Esa es la razón por la que al cerebro le conviene ejercitar una actitud mental siempre rebelde. Pero rebelde con los demás y rebelde consigo mismo. Porque cuando esa rebeldía se transforma en certidumbre, deja de inspirarnos para tan sólo afianzarnos. Y es entonces cuando el pensamiento transformador desaparece.


Debemos desconfiar de nuestras opiniones de hoy por la sencilla razón de que, en el mejor de los casos, son la rémora de nuestras opiniones de mañana. Y además, porque una opinión es tan sólo eso: un pensamiento detenido y, con el tiempo, un prejuicio anquilosado. Por eso conviene exigirle a cada una de nuestras opiniones que se acepte a sí misma como lo que en realidad debiera ser: el soporte intelectual que sustentará, con su cuestionamiento, el origen de la siguiente.

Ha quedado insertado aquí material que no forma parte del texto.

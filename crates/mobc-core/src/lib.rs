//! mobc-core — primitives partagées du format de module portable
//!
//! Fournit :
//! - Valeurs typées (`ConstValue`, `Tensor`, `DType`) + `ConstPool`
//! - Bytecode (`Op`, `OperatorRef`, `Method`, `LineTable`) + `Module` exécutable
//! - Tampon partagé (`BackingBuffer`, `BufferView`) pour les vues zéro-copie
//! - Constantes d'artefact (`MAGIC_MOBC`, `SCHEMA_VERSION`) + `SectionTag` (fourcc)
//! - IO mémoire (little-endian) : `ByteWriter`, `ByteReader`
//! - Assembleur / désassembleur du texte source des méthodes
//! - Erreurs `CoreError` + alias `CoreResult<T>`
//!
//! Features :
//! - `serde` (par défaut) : derive (dé)sérialisation sur les structures plates
//! - `mmap` : `BackingBuffer::map_file`

#![deny(missing_docs)]

/* ─────────────────────────── Imports ─────────────────────────── */

use std::{borrow::Cow, fmt};

use byteorder::{ByteOrder, LittleEndian};

/* ─────────────────────────── Modules publics ─────────────────────────── */

/// Tampon d'octets partagé (compté par référence) et vues zéro-copie.
pub mod buffer;
/// Primitives de bytecode (méthodes, assembleur, désassembleur, validation).
pub mod bytecode;
/// Module exécutable (attributs, pool de constantes, méthodes).
pub mod module;
/// Valeurs typées du pool de constantes et des attributs.
pub mod value;

pub use buffer::{BackingBuffer, BufferView};
pub use bytecode::{LineTable, Method, Op, OperatorRef};
pub use module::Module;
pub use value::{ConstPool, ConstValue, DType, Tensor};

/* ─────────────────────────── Résultat commun ─────────────────────────── */

/// Alias résultat commun au core.
pub type CoreResult<T> = core::result::Result<T, CoreError>;

/* ─────────────────────────── Artefact — Constantes & Tags ─────────────────────────── */

/// Magic d'un artefact : `b"MOBC\x89PK\n"` (8 octets, non-ASCII pour détecter les transferts texte).
pub const MAGIC_MOBC: &[u8; 8] = b"MOBC\x89PK\n";

/// Version de schéma bytecode écrite par ce runtime.
pub const SCHEMA_VERSION: u32 = 4;

/// Plus ancienne version de schéma que ce runtime sait relire (avec upgraders).
pub const OLDEST_SCHEMA_VERSION: u32 = 1;

/// Tags de section (fourcc) — exactement 4 octets.
#[derive(Debug, Clone, Copy, PartialEq, Eq, Hash, PartialOrd, Ord)]
#[repr(u32)]
pub enum SectionTag {
    /// META : nom du module, producteur, paires clé/valeur
    META = u32::from_be_bytes(*b"META"),
    /// CODE : table des méthodes (opérateurs, instructions, lignes)
    CODE = u32::from_be_bytes(*b"CODE"),
    /// CNST : pool de constantes ordonné
    CNST = u32::from_be_bytes(*b"CNST"),
    /// OBJS : attributs du module (état objet)
    OBJS = u32::from_be_bytes(*b"OBJS"),
    /// TSTO : stockages de tenseurs (alignés)
    TSTO = u32::from_be_bytes(*b"TSTO"),
    /// SRCS : texte source des méthodes
    SRCS = u32::from_be_bytes(*b"SRCS"),
    /// XTRA : fichiers annexes opaques
    XTRA = u32::from_be_bytes(*b"XTRA"),
    /// CRCC : CRC32 trailer (u32 LE)
    CRCC = u32::from_be_bytes(*b"CRCC"),
}

impl SectionTag {
    /// Tags connus, dans l'ordre d'écriture.
    pub const ALL: [Self; 7] = [
        Self::META,
        Self::CODE,
        Self::CNST,
        Self::OBJS,
        Self::TSTO,
        Self::SRCS,
        Self::XTRA,
    ];

    /// Renvoie le fourcc sous forme de 4 octets big-endian.
    pub const fn to_be_bytes(self) -> [u8; 4] { (self as u32).to_be_bytes() }

    /// Lit un tag depuis 4 octets big-endian (`None` si inconnu).
    pub const fn from_be_bytes(b: [u8; 4]) -> Option<Self> {
        match u32::from_be_bytes(b) {
            x if x == Self::META as u32 => Some(Self::META),
            x if x == Self::CODE as u32 => Some(Self::CODE),
            x if x == Self::CNST as u32 => Some(Self::CNST),
            x if x == Self::OBJS as u32 => Some(Self::OBJS),
            x if x == Self::TSTO as u32 => Some(Self::TSTO),
            x if x == Self::SRCS as u32 => Some(Self::SRCS),
            x if x == Self::XTRA as u32 => Some(Self::XTRA),
            x if x == Self::CRCC as u32 => Some(Self::CRCC),
            _ => None,
        }
    }

    /// Nom lisible (fourcc ASCII).
    pub const fn name(self) -> &'static str {
        match self {
            Self::META => "META",
            Self::CODE => "CODE",
            Self::CNST => "CNST",
            Self::OBJS => "OBJS",
            Self::TSTO => "TSTO",
            Self::SRCS => "SRCS",
            Self::XTRA => "XTRA",
            Self::CRCC => "CRCC",
        }
    }
}

impl fmt::Display for SectionTag {
    fn fmt(&self, f: &mut fmt::Formatter<'_>) -> fmt::Result { f.write_str(self.name()) }
}

/* ─────────────────────────── Byte Writer (LE) ─────────────────────────── */

/// Buffer d'écriture (croît automatiquement).
#[derive(Debug, Default, Clone)]
pub struct ByteWriter {
    buf: Vec<u8>,
}

impl ByteWriter {
    /// Crée un writer vide.
    pub fn new() -> Self { Self { buf: Vec::new() } }
    /// Accès en lecture au contenu.
    pub fn as_slice(&self) -> &[u8] { &self.buf }
    /// Récupère le buffer (consomme).
    pub fn into_vec(self) -> Vec<u8> { self.buf }
    /// Position d'écriture courante (= taille actuelle).
    pub fn position(&self) -> usize { self.buf.len() }
    /// Ajoute des octets bruts.
    pub fn write_bytes(&mut self, bytes: &[u8]) { self.buf.extend_from_slice(bytes); }
    /// Écrit un tag (fourcc big-endian).
    pub fn write_tag(&mut self, tag: SectionTag) { self.write_bytes(&tag.to_be_bytes()); }
    /// Écrit un u8.
    pub fn write_u8(&mut self, v: u8) { self.buf.push(v); }
    /// Écrit un u16 little-endian.
    pub fn write_u16_le(&mut self, v: u16) {
        let mut b = [0u8; 2];
        LittleEndian::write_u16(&mut b, v);
        self.write_bytes(&b);
    }
    /// Écrit un u32 little-endian.
    pub fn write_u32_le(&mut self, v: u32) {
        let mut b = [0u8; 4];
        LittleEndian::write_u32(&mut b, v);
        self.write_bytes(&b);
    }
    /// Écrit un u64 little-endian.
    pub fn write_u64_le(&mut self, v: u64) {
        let mut b = [0u8; 8];
        LittleEndian::write_u64(&mut b, v);
        self.write_bytes(&b);
    }
    /// Écrit un i64 little-endian.
    pub fn write_i64_le(&mut self, v: i64) {
        let mut b = [0u8; 8];
        LittleEndian::write_i64(&mut b, v);
        self.write_bytes(&b);
    }
    /// Écrit un f64 little-endian.
    pub fn write_f64_le(&mut self, v: f64) {
        let mut b = [0u8; 8];
        LittleEndian::write_f64(&mut b, v);
        self.write_bytes(&b);
    }
    /// Écrit une longueur (ou un compte) sur 32 bits.
    ///
    /// # Errors
    /// [`CoreError::Invalid`] si `len` ne tient pas sur 32 bits ; rien n'est écrit.
    pub fn write_len(&mut self, len: usize) -> CoreResult<()> {
        self.write_u32_le(checked_len_u32(len)?);
        Ok(())
    }
    /// Écrit une longueur `u32` suivie des octets.
    ///
    /// # Errors
    /// Voir [`ByteWriter::write_len`].
    pub fn write_len_prefixed(&mut self, bytes: &[u8]) -> CoreResult<()> {
        self.write_len(bytes.len())?;
        self.write_bytes(bytes);
        Ok(())
    }
    /// Écrit une chaîne UTF-8 préfixée par sa longueur.
    ///
    /// # Errors
    /// Voir [`ByteWriter::write_len`].
    pub fn write_str(&mut self, s: &str) -> CoreResult<()> { self.write_len_prefixed(s.as_bytes()) }
    /// Complète avec des zéros jusqu'au prochain multiple de `align`.
    pub fn align_to(&mut self, align: usize) {
        let rem = self.buf.len() % align;
        if rem != 0 {
            self.buf.resize(self.buf.len() + (align - rem), 0);
        }
    }
    /// Réécrit un u32 LE déjà émis à `offset` (patch de table des matières).
    ///
    /// # Panics
    /// Si `offset + 4` dépasse la taille écrite.
    pub fn patch_u32_le(&mut self, offset: usize, v: u32) {
        LittleEndian::write_u32(&mut self.buf[offset..offset + 4], v);
    }
}

/// Convertit une longueur en `u32` (les tables du format sont bornées à 4 Gio).
///
/// # Errors
/// [`CoreError::Invalid`] si `len` ne tient pas sur 32 bits.
pub fn checked_len_u32(len: usize) -> CoreResult<u32> {
    u32::try_from(len).map_err(|_| CoreError::invalid(format!("length {len} exceeds the 4 GiB table limit")))
}

/// Index `u32` d'un élément en mémoire (pool, méthodes, opérateurs).
///
/// # Panics
/// Si `len` ne tient pas sur 32 bits.
pub fn len_u32(len: usize) -> u32 {
    u32::try_from(len).unwrap_or_else(|_| panic!("index {len} exceeds the u32 range"))
}

/* ─────────────────────────── Byte Reader (LE) ─────────────────────────── */

/// Lecteur séquentiel sur un slice d'octets (helpers LE).
///
/// `base` est l'offset absolu du slice dans l'artefact : les erreurs
/// rapportent des positions absolues même pour un sous-lecteur de section.
#[derive(Debug, Clone)]
pub struct ByteReader<'a> {
    data: &'a [u8],
    off: usize,
    base: usize,
}

impl<'a> ByteReader<'a> {
    /// Construit un lecteur.
    pub fn new(data: &'a [u8]) -> Self { Self { data, off: 0, base: 0 } }
    /// Construit un lecteur dont le premier octet est à l'offset absolu `base`.
    pub fn with_base(data: &'a [u8], base: usize) -> Self { Self { data, off: 0, base } }
    /// Offset courant (relatif au slice).
    pub fn offset(&self) -> usize { self.off }
    /// Offset courant absolu.
    pub fn absolute_offset(&self) -> usize { self.base + self.off }
    /// Taille restante.
    pub fn remaining(&self) -> usize { self.data.len().saturating_sub(self.off) }

    /// Lit `n` octets (ou erreur si EOF).
    pub fn read_bytes(&mut self, n: usize) -> CoreResult<&'a [u8]> {
        if self.remaining() < n {
            return Err(CoreError::UnexpectedEof { needed: n as u64, at: self.absolute_offset() as u64 });
        }
        let start = self.off;
        self.off += n;
        Ok(&self.data[start..self.off])
    }

    /// Lit un fourcc brut (tags inconnus compris).
    pub fn read_fourcc(&mut self) -> CoreResult<[u8; 4]> {
        let b = self.read_bytes(4)?;
        Ok([b[0], b[1], b[2], b[3]])
    }

    /// Lit un tag connu (fourcc big-endian).
    pub fn read_tag(&mut self) -> CoreResult<SectionTag> {
        let arr = self.read_fourcc()?;
        SectionTag::from_be_bytes(arr).ok_or(CoreError::InvalidSectionTag { raw: u32::from_be_bytes(arr) })
    }

    /// Lit un u8.
    pub fn read_u8(&mut self) -> CoreResult<u8> { Ok(self.read_bytes(1)?[0]) }

    /// Lit un u16 LE.
    pub fn read_u16_le(&mut self) -> CoreResult<u16> { Ok(LittleEndian::read_u16(self.read_bytes(2)?)) }

    /// Lit un u32 LE.
    pub fn read_u32_le(&mut self) -> CoreResult<u32> { Ok(LittleEndian::read_u32(self.read_bytes(4)?)) }

    /// Lit un u64 LE.
    pub fn read_u64_le(&mut self) -> CoreResult<u64> { Ok(LittleEndian::read_u64(self.read_bytes(8)?)) }

    /// Lit un i64 LE.
    pub fn read_i64_le(&mut self) -> CoreResult<i64> { Ok(LittleEndian::read_i64(self.read_bytes(8)?)) }

    /// Lit un f64 LE.
    pub fn read_f64_le(&mut self) -> CoreResult<f64> { Ok(LittleEndian::read_f64(self.read_bytes(8)?)) }

    /// Lit des octets préfixés par une longueur `u32`.
    pub fn read_len_prefixed(&mut self) -> CoreResult<&'a [u8]> {
        let len = self.read_u32_le()? as usize;
        self.read_bytes(len)
    }

    /// Lit une chaîne UTF-8 préfixée par sa longueur.
    pub fn read_str(&mut self) -> CoreResult<&'a str> {
        let at = self.absolute_offset() as u64;
        let bytes = self.read_len_prefixed()?;
        core::str::from_utf8(bytes).map_err(|_| CoreError::InvalidUtf8 { at })
    }

    /// Lit un compteur d'éléments en vérifiant qu'il reste au moins
    /// `count * min_item` octets (évite les pré-allocations aberrantes).
    pub fn read_count(&mut self, min_item: usize) -> CoreResult<usize> {
        let at = self.absolute_offset() as u64;
        let count = self.read_u32_le()? as usize;
        if count.saturating_mul(min_item) > self.remaining() {
            return Err(CoreError::InvalidLength { section: None, len: count as u64, at });
        }
        Ok(count)
    }

    /// Vrai si tout le slice a été consommé.
    pub fn is_empty(&self) -> bool { self.remaining() == 0 }
}

/* ─────────────────────────── Erreurs ─────────────────────────── */

/// Erreurs de bas niveau communes.
#[derive(Debug, Clone, PartialEq, Eq)]
pub enum CoreError {
    /// Magic invalide (attendu [`MAGIC_MOBC`]).
    InvalidMagic,
    /// Tag de section inconnu.
    InvalidSectionTag {
        /// Valeur brute du tag.
        raw: u32,
    },
    /// Fin de buffer inattendue.
    UnexpectedEof {
        /// Nombre d'octets manquants.
        needed: u64,
        /// Offset où l'erreur s'est produite.
        at: u64,
    },
    /// Longueur invalide (ex: dépasse le buffer).
    InvalidLength {
        /// Nom de section (si connu).
        section: Option<Cow<'static, str>>,
        /// Longueur fautive.
        len: u64,
        /// Offset de la longueur.
        at: u64,
    },
    /// UTF-8 invalide.
    InvalidUtf8 {
        /// Offset de la chaîne.
        at: u64,
    },
    /// Données corrompues (CRC / format).
    Corrupted(Cow<'static, str>),
    /// Texte source mal formé.
    Syntax {
        /// Fichier du bundle source.
        file: String,
        /// Ligne (1-based).
        line: u32,
        /// Message.
        msg: Cow<'static, str>,
    },
    /// Structure incohérente (index hors bornes, tables désalignées).
    Invalid(Cow<'static, str>),
}

impl CoreError {
    /// Construit une erreur « corrompu ».
    pub fn corrupted(msg: impl Into<Cow<'static, str>>) -> Self { Self::Corrupted(msg.into()) }

    /// Construit une erreur « structure invalide ».
    pub fn invalid(msg: impl Into<Cow<'static, str>>) -> Self { Self::Invalid(msg.into()) }

    /// Offset absolu associé à l'erreur, si connu.
    pub fn offset(&self) -> Option<u64> {
        match self {
            Self::UnexpectedEof { at, .. } | Self::InvalidLength { at, .. } | Self::InvalidUtf8 { at } => Some(*at),
            _ => None,
        }
    }
}

impl fmt::Display for CoreError {
    fn fmt(&self, f: &mut fmt::Formatter<'_>) -> fmt::Result {
        match self {
            Self::InvalidMagic => write!(f, "invalid mobc magic"),
            Self::InvalidSectionTag { raw } => write!(f, "invalid section tag: 0x{raw:08X}"),
            Self::UnexpectedEof { needed, at } => write!(f, "unexpected EOF: need {needed} bytes at {at}"),
            Self::InvalidLength { section, len, at } => {
                if let Some(s) = section { write!(f, "invalid length for {s}: {len} (at {at})") }
                else { write!(f, "invalid length: {len} (at {at})") }
            }
            Self::InvalidUtf8 { at } => write!(f, "invalid utf-8 at {at}"),
            Self::Corrupted(msg) => write!(f, "corrupted: {msg}"),
            Self::Syntax { file, line, msg } => write!(f, "{file}:{line}: {msg}"),
            Self::Invalid(msg) => write!(f, "invalid: {msg}"),
        }
    }
}

impl std::error::Error for CoreError {}

/* ─────────────────────────── Prélude (reexports utiles) ─────────────────────────── */

/// Prélude pratique pour importer les types/funcs clés du crate.
pub mod prelude {
    /// Réexports utiles pour une importation rapide.
    pub use super::{
        BackingBuffer, BufferView, ByteReader, ByteWriter, ConstPool, ConstValue, CoreError,
        CoreResult, DType, LineTable, Method, Module, Op, OperatorRef, SectionTag, Tensor,
        MAGIC_MOBC, OLDEST_SCHEMA_VERSION, SCHEMA_VERSION,
    };
}

/* ─────────────────────────── Tests ─────────────────────────── */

Un pesimista tan radical como Schopenhauer dijo en una ocasión que no se puede morir por una idea porque siempre hay una idea mejor. Es una forma un tanto cínica de plantearlo, pero lo cierto es que en el mundo de las ideas no existe una última estación. Nada es definitivo.


Pese a ello, o tal vez por esa razón, las ideas que nuestro pensamiento produce tienden a cometer el mismo delito que los grandes dictadores: buscan perpetuarse en el poder. Un poder que, establecido en términos de certezas, prejuicios y convicciones, nos impide seguir avanzando en el conocimiento de nosotros mismos y de nuestro entorno.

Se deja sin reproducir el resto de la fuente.